According to information from Murphy’s staff, Puerto Rico has more debt than any state other than California and New York, “and U.S. investors for years snapped up its bonds because they’re tax-exempt and offered higher yields than other securities.” Moreover, the commonwealth’s ability to keep borrowing has receded as investors demand extra compensation for the risk.
Blumenthal said his plan would not be a bailout and not “one cent of federal money” would be involved. Essentially, his program would be similar to the Chapter 9 provisions used when Detroit and Stockton, California,, went bankrupt. He noted that Puerto Rico would have to make some tough choices.
In addition, the Democratic senator said his measure does not involve a loan to Puerto Rico such as was the case recently in Greece which is a “red herring in some ways” and only comparable because the entire financial community is involved.

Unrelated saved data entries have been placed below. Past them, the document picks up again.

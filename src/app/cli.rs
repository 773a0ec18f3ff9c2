use crate::path::Preset;
use clap::Parser;
use std::path::PathBuf;

#[derive(Parser, Debug)]
#[clap(author, version, about = "Counts knight-move paths over a board, voiding paths that land on too many restricted cells.", long_about = None)]
pub struct Cli {
    /// Board file: one row per line, whitespace-separated cells, '.' for empty. Defaults to the built-in 5x5 board.
    #[clap(short, long)]
    pub board: Option<PathBuf>,

    /// Search limits to start from.
    #[clap(short, long, value_enum, default_value_t = Preset::Standard)]
    pub preset: Preset,

    /// Number of moves in a complete path (overrides the preset).
    #[clap(short = 'm', long)]
    pub max_moves: Option<usize>,

    /// Restricted-cell count at which a path is void (overrides the preset).
    #[clap(short = 'r', long)]
    pub max_restricted: Option<usize>,

    /// Restricted symbols, one per character (defaults to the vowels "aeiouy").
    #[clap(long)]
    pub restricted: Option<String>,

    /// Suppress verbose logging, only printing the path count.
    #[clap(short, long)]
    pub quiet: bool,
}
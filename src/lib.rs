//! Counts fixed-length knight paths over a small board of symbols, voiding
//! any path once it has landed on a threshold number of restricted cells.

pub mod app;
pub mod board;
pub mod path;
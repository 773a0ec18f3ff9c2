mod cli;
mod error;
mod file_handler;
mod logger;
mod orchestrator;
mod processing;

pub use cli::Cli;
pub use error::AppError;
pub use orchestrator::run_app;

// Macros for use by child modules of app (orchestrator, processing, file_handler).
// `super::logger` resolves to `app::logger` when expanded in a sibling module.
macro_rules! verbose_println {
    ($quiet:expr, $($arg:tt)*) => {
        if !$quiet {
            super::logger::log_verbose_message_args(format_args!($($arg)*));
        }
    };
}

macro_rules! verbose_eprintln {
    ($quiet:expr, $($arg:tt)*) => {
        if !$quiet {
            super::logger::log_verbose_error_args(format_args!($($arg)*));
        }
    };
}

use verbose_eprintln;
use verbose_println;
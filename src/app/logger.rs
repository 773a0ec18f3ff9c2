use once_cell::sync::Lazy;
use std::fmt;
use std::fs::{File, OpenOptions};
use std::io::{BufWriter, Error as IoError, Write};
use std::sync::Mutex;

// Global static logger instance
static LOGGER: Lazy<Mutex<Option<BufWriter<File>>>> = Lazy::new(|| Mutex::new(None));

/// Initializes the global logger to write to the specified file path.
/// The file is created if missing and truncated otherwise.
pub fn init_global_logger(log_file_path: &str) -> Result<(), IoError> {
    let file = OpenOptions::new()
        .create(true)
        .write(true)
        .truncate(true)
        .open(log_file_path)?;
    let writer = BufWriter::new(file);
    match LOGGER.lock() {
        Ok(mut logger_guard) => {
            *logger_guard = Some(writer);
            Ok(())
        }
        Err(_) => Err(IoError::new(
            std::io::ErrorKind::Other,
            "logger mutex poisoned",
        )),
    }
}

/// Writes a verbose message to the global logger.
pub fn log_verbose_message_args(args: fmt::Arguments<'_>) {
    write_line("", args);
}

/// Writes a verbose error message to the global logger.
pub fn log_verbose_error_args(args: fmt::Arguments<'_>) {
    write_line("ERROR: ", args);
}

/// Flushes the global logger. A no-op when it was never initialized.
pub fn flush_global_logger() -> Result<(), IoError> {
    if let Ok(mut logger_guard) = LOGGER.lock() {
        if let Some(writer) = logger_guard.as_mut() {
            writer.flush()?;
        }
    }
    Ok(())
}

/// Flushes and detaches the global logger, returning to the uninitialized state.
pub fn close_global_logger() -> Result<(), IoError> {
    let writer = match LOGGER.lock() {
        Ok(mut logger_guard) => logger_guard.take(),
        Err(_) => None,
    };
    if let Some(mut writer) = writer {
        writer.flush()?;
    }
    Ok(())
}

fn write_line(prefix: &str, args: fmt::Arguments<'_>) {
    if let Ok(mut logger_guard) = LOGGER.lock() {
        if let Some(writer) = logger_guard.as_mut() {
            if writeln!(writer, "{}{}", prefix, args).is_err() {
                // Fallback to stderr if log writing fails
                eprintln!("Fallback (log write failed): {}{}", prefix, args);
            }
        }
        // If logger is None (not initialized), verbose messages are suppressed.
    } else {
        eprintln!("Fallback (logger mutex error): {}{}", prefix, args);
    }
}
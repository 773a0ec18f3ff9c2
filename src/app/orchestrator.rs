//! Main application orchestrator.
//!
//! Coordinates a single run:
//! 1. Initializes logging (unless quiet).
//! 2. Loads the board from a file or falls back to the built-in board.
//! 3. Builds the counter configuration from the preset and overrides.
//! 4. Counts paths, writing a per-cell breakdown to `cell_counts.log` when verbose.
//! 5. Prints the total to standard output.

use super::cli::Cli;
use super::error::AppError;
use super::file_handler;
use super::logger;
use super::processing;
use super::{verbose_eprintln, verbose_println};
use crate::path::PathCounter;
use std::io::Write;
use std::path::Path;

const VERBOSE_LOG_FILE: &str = "knight_paths.log";
const BREAKDOWN_LOG_FILE: &str = "cell_counts.log";

/// Runs the tool for the parsed command line and returns the path count it printed.
///
/// # Errors
/// Returns `AppError` when the board cannot be loaded. A breakdown log that
/// cannot be opened only costs the breakdown; the search itself cannot fail.
pub fn run_app(cli: Cli) -> Result<u64, AppError> {
    let quiet_mode = cli.quiet;

    if !quiet_mode {
        if let Err(e) = logger::init_global_logger(VERBOSE_LOG_FILE) {
            // Verbose file logging is unavailable, but the count can still be produced.
            eprintln!(
                "Warning: Failed to initialize verbose logger ({}): {}. Verbose file logging will be unavailable.",
                VERBOSE_LOG_FILE, e
            );
        } else {
            verbose_println!(quiet_mode, "Verbose logging initialized to {}", VERBOSE_LOG_FILE);
        }
    }

    let result = count(&cli, quiet_mode, Path::new(BREAKDOWN_LOG_FILE));

    if let Err(e) = &result {
        verbose_eprintln!(quiet_mode, "[ERROR] {}", e);
    }
    if !quiet_mode {
        if let Err(e) = logger::close_global_logger() {
            eprintln!(
                "[WARNING] Failed to perform final flush of {}: {}",
                VERBOSE_LOG_FILE, e
            );
        }
    }

    let total = result?;
    println!("{}", total);
    Ok(total)
}

fn count(cli: &Cli, quiet_mode: bool, breakdown_path: &Path) -> Result<u64, AppError> {
    let board = processing::load_board(cli.board.as_ref(), quiet_mode)?;
    let counter = PathCounter::new(processing::build_config(cli, board));

    if quiet_mode {
        return processing::count_paths(&counter, quiet_mode, None);
    }

    let mut breakdown_writer = match file_handler::init_breakdown_log_writer(breakdown_path) {
        Ok(writer) => writer,
        Err(e) => {
            eprintln!(
                "Warning: Failed to open {}: {}. Per-cell breakdown will be unavailable.",
                breakdown_path.display(),
                e
            );
            verbose_eprintln!(
                quiet_mode,
                "[WARNING] Failed to open {}: {}",
                breakdown_path.display(),
                e
            );
            return processing::count_paths(&counter, quiet_mode, None);
        }
    };
    let total = processing::count_paths(
        &counter,
        quiet_mode,
        Some(&mut breakdown_writer as &mut dyn Write),
    )?;
    breakdown_writer.flush()?;
    verbose_println!(
        quiet_mode,
        "\n[INFO] Per-cell breakdown written to {}",
        breakdown_path.display()
    );
    Ok(total)
}
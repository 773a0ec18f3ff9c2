use thiserror::Error;

//─────────────────────────────────────────────────────────────────────────────

/// Error type for board loading operations.
#[derive(Error, Debug)]
pub enum BoardLoaderError {
    /// Error when reading a file.
    #[error("Failed to read board file '{0}': {1}")]
    ReadFile(String, std::io::Error),

    /// Error when a cell token is longer than one character.
    #[error("Line {line}: cell '{token}' must be a single character or '.'")]
    InvalidCell { line: usize, token: String },
}
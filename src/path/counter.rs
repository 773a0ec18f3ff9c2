// counter.rs
// ──────────────────────────────────────────────────────────────────────────────
// Exhaustive depth-first count of fixed-length move paths over a board of
// optional symbols. A path dies the moment the number of restricted cells it
// has landed on reaches the configured threshold.
//
// Every recursive call receives its own move count and restricted-hit count by
// value, so there is nothing to undo when a branch returns.
// ──────────────────────────────────────────────────────────────────────────────
use std::collections::HashSet;
use std::fmt;
use std::ops::Add;

/// A board cell: either a symbol or empty.
pub type Cell = Option<String>;

/// A board is a list of rows. Rows are bounds-checked individually.
pub type Board = Vec<Vec<Cell>>;

/// A (row, column) coordinate. May lie outside the board until validated.
#[derive(Debug, Clone, Copy, PartialEq, Eq, Hash)]
pub struct Position {
    pub row: isize,
    pub col: isize,
}

impl Position {
    pub const fn new(row: isize, col: isize) -> Self {
        Self { row, col }
    }
}

impl fmt::Display for Position {
    fn fmt(&self, f: &mut fmt::Formatter<'_>) -> fmt::Result {
        write!(f, "({}, {})", self.row, self.col)
    }
}

/// A relative move, e.g. one of the eight knight jumps.
#[derive(Debug, Clone, Copy, PartialEq, Eq, Hash)]
pub struct Delta {
    pub drow: isize,
    pub dcol: isize,
}

impl Delta {
    pub const fn new(drow: isize, dcol: isize) -> Self {
        Self { drow, dcol }
    }
}

impl Add<Delta> for Position {
    type Output = Position;

    fn add(self, delta: Delta) -> Position {
        Position::new(self.row + delta.drow, self.col + delta.dcol)
    }
}

/// Construction parameters for a [`PathCounter`]. All fields are required.
#[derive(Debug, Clone, PartialEq, Eq)]
pub struct CounterConfig {
    pub board: Board,
    pub move_deltas: Vec<Delta>,
    pub restricted_characters: HashSet<String>,
    /// Number of moves in a complete path (a path visits `max_moves + 1` cells).
    pub max_moves: usize,
    /// A path is void as soon as its restricted-hit count equals this value.
    pub max_restricted_characters: usize,
}

/// Counts restricted-budget knight paths over a fixed board.
///
/// The configuration never changes after construction, so [`PathCounter::solve`]
/// can be called any number of times with the same result.
#[derive(Debug, Clone)]
pub struct PathCounter {
    config: CounterConfig,
}

impl PathCounter {
    /// Wraps the configuration as-is. Malformed boards are not rejected; they
    /// simply have fewer (or no) valid starting cells.
    pub fn new(config: CounterConfig) -> Self {
        Self { config }
    }

    pub fn config(&self) -> &CounterConfig {
        &self.config
    }

    /// Sums the path counts of every valid starting cell.
    pub fn solve(&self) -> u64 {
        self.starting_cells()
            .map(|start| self.count_paths(start, 0, 0))
            .sum()
    }

    /// Per-starting-cell path counts in row-major order, valid cells only.
    pub fn solve_by_cell(&self) -> Vec<(Position, u64)> {
        self.starting_cells()
            .map(|start| (start, self.count_paths(start, 0, 0)))
            .collect()
    }

    /// Number of cells a path may start from.
    pub fn valid_cell_count(&self) -> usize {
        self.starting_cells().count()
    }

    /// True iff `position` is on the board and its cell holds a symbol.
    pub fn is_valid_position(&self, position: Position) -> bool {
        self.symbol_at(position).is_some()
    }

    /// Plain coordinate addition; the result may be off the board.
    pub fn next_position(&self, position: Position, delta: Delta) -> Position {
        position + delta
    }

    /// True iff the symbol at `position` is restricted.
    ///
    /// # Panics
    /// `position` must already satisfy [`PathCounter::is_valid_position`].
    pub fn is_restricted_cell(&self, position: Position) -> bool {
        match self.symbol_at(position) {
            Some(symbol) => self.config.restricted_characters.contains(symbol),
            None => unreachable!("restricted check on invalid position {}", position),
        }
    }

    /// Number of paths of the configured length continuing from `position`,
    /// given the moves made and restricted cells hit before arriving here.
    pub fn count_paths(&self, position: Position, moves_so_far: usize, restricted_hits: usize) -> u64 {
        let restricted_hits = if self.is_restricted_cell(position) {
            restricted_hits + 1
        } else {
            restricted_hits
        };

        // Equality, not `>`: the path is void the moment the threshold is reached.
        if restricted_hits == self.config.max_restricted_characters {
            return 0;
        }
        if moves_so_far == self.config.max_moves {
            return 1;
        }

        let mut total_paths = 0;
        for &delta in &self.config.move_deltas {
            let next = self.next_position(position, delta);
            if self.is_valid_position(next) {
                total_paths += self.count_paths(next, moves_so_far + 1, restricted_hits);
            }
        }
        total_paths
    }

    /// Row-major walk over every coordinate, keeping only valid cells.
    fn starting_cells(&self) -> impl Iterator<Item = Position> + '_ {
        self.config
            .board
            .iter()
            .enumerate()
            .flat_map(|(row, cells)| {
                (0..cells.len()).map(move |col| Position::new(row as isize, col as isize))
            })
            .filter(move |&position| self.is_valid_position(position))
    }

    fn symbol_at(&self, position: Position) -> Option<&str> {
        let row = usize::try_from(position.row).ok()?;
        let col = usize::try_from(position.col).ok()?;
        self.config.board.get(row)?.get(col)?.as_deref()
    }
}

#[cfg(test)]
mod tests {
    use super::*;
    use crate::path::{reference_board, Preset, KNIGHT_MOVE_DELTAS};

    fn board(rows: &[&[Option<&str>]]) -> Board {
        rows.iter()
            .map(|row| row.iter().map(|cell| cell.map(str::to_string)).collect())
            .collect()
    }

    fn knight_counter(board: Board, max_moves: usize, max_restricted: usize) -> PathCounter {
        PathCounter::new(CounterConfig {
            board,
            move_deltas: KNIGHT_MOVE_DELTAS.to_vec(),
            restricted_characters: ["a", "e"].iter().map(|s| s.to_string()).collect(),
            max_moves,
            max_restricted_characters: max_restricted,
        })
    }

    #[test]
    fn valid_position_checks_bounds_and_emptiness() {
        let counter = knight_counter(board(&[&[Some("b"), None], &[Some("c")]]), 1, 1);
        assert!(counter.is_valid_position(Position::new(0, 0)));
        assert!(!counter.is_valid_position(Position::new(0, 1)));
        assert!(counter.is_valid_position(Position::new(1, 0)));
        // Second row is shorter than the first.
        assert!(!counter.is_valid_position(Position::new(1, 1)));
        assert!(!counter.is_valid_position(Position::new(-1, 0)));
        assert!(!counter.is_valid_position(Position::new(0, -1)));
        assert!(!counter.is_valid_position(Position::new(2, 0)));
    }

    #[test]
    fn next_position_may_leave_the_board() {
        let counter = knight_counter(board(&[&[Some("b")]]), 0, 1);
        let next = counter.next_position(Position::new(0, 0), Delta::new(-2, 1));
        assert_eq!(next, Position::new(-2, 1));
        assert!(!counter.is_valid_position(next));
    }

    #[test]
    fn restricted_cell_uses_symbol_set() {
        let counter = knight_counter(board(&[&[Some("a"), Some("b")]]), 0, 1);
        assert!(counter.is_restricted_cell(Position::new(0, 0)));
        assert!(!counter.is_restricted_cell(Position::new(0, 1)));
    }

    #[test]
    #[should_panic]
    fn restricted_check_on_empty_cell_panics() {
        let counter = knight_counter(board(&[&[None]]), 0, 1);
        counter.is_restricted_cell(Position::new(0, 0));
    }

    #[test]
    fn single_cell_scenarios() {
        assert_eq!(knight_counter(board(&[&[Some("a")]]), 0, 1).solve(), 0);
        assert_eq!(knight_counter(board(&[&[Some("b")]]), 0, 1).solve(), 1);
    }

    #[test]
    fn stuck_path_contributes_nothing() {
        // No knight move exists on a 1x1 board.
        assert_eq!(knight_counter(board(&[&[Some("b")]]), 1, 1).solve(), 0);
    }

    #[test]
    fn full_three_by_three_one_move() {
        let row: &[Option<&str>] = &[Some("b"), Some("c"), Some("d")];
        let counter = knight_counter(board(&[row, row, row]), 1, 1);
        // Eight rim cells have two knight moves each; the centre has none.
        assert_eq!(counter.solve(), 16);
        let breakdown = counter.solve_by_cell();
        assert_eq!(breakdown.len(), 9);
        assert_eq!(breakdown[4], (Position::new(1, 1), 0));
        assert_eq!(breakdown[0], (Position::new(0, 0), 2));
    }

    #[test]
    fn count_paths_does_not_share_hit_counts_between_branches() {
        // From the corner 'b' the knight can reach 'a' at (1,2) or 'c' at (2,1).
        let counter = knight_counter(
            board(&[
                &[Some("b"), None, None],
                &[None, None, Some("a")],
                &[None, Some("c"), None],
            ]),
            1,
            1,
        );
        // Landing on 'a' voids that branch only.
        assert_eq!(counter.count_paths(Position::new(0, 0), 0, 0), 1);
    }

    #[test]
    fn zero_threshold_keeps_only_restricted_starts() {
        let counter = knight_counter(board(&[&[Some("a"), Some("b")]]), 0, 0);
        assert_eq!(counter.solve(), 1);
    }

    #[test]
    fn solve_is_idempotent_and_matches_breakdown() {
        let counter = Preset::Standard.counter(reference_board());
        let first = counter.solve();
        assert_eq!(first, counter.solve());
        let summed: u64 = counter.solve_by_cell().iter().map(|(_, n)| n).sum();
        assert_eq!(first, summed);
        assert_eq!(counter.valid_cell_count(), 20);
    }
}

Blumenthal also said that there needs to be more investment in Puerto Rico for cleaner energy programs, jobs and economic growth that benefit the entire country. At their press briefing Friday, the Connecticut senators did not address some of the issues which have been cited by various analysts as having precipitated this crisis, such as the greed of the investors, bad decisions by the island’s leaders or, as Rep. Vargas said, “global piracy” by U.S. financial interests.
However, Blumenthal did emphasize that decades of “discriminatory behavior” toward the Puerto Rican economy by the federal government have fueled the economic malaise suffered by Puerto Rico. He mentioned adverse shipping laws, which inflate the cost of food and other imports for island residents, and unequal treatment and less funding under the Medicare and Medicaid.
On Aug. 3, Puerto Rico’s Public Finance Corporation paid only $628,000 on a $58 million payment on the overall $72 billion debt, putting the island into default for the first time. This was only a relatively small part of what is due and that commonwealth leaders say is beyond their means after a decade of economic decline.
Blumenthal said Friday that to avoid what he called “a self-inflicted crisis, turmoil and tragedy,” Congress and the president need to act soon because interest on Puerto Rico’s general obligation bonds is due in September and default “would be felt across this country” with the misery likely to be felt disproportionately in Connecticut.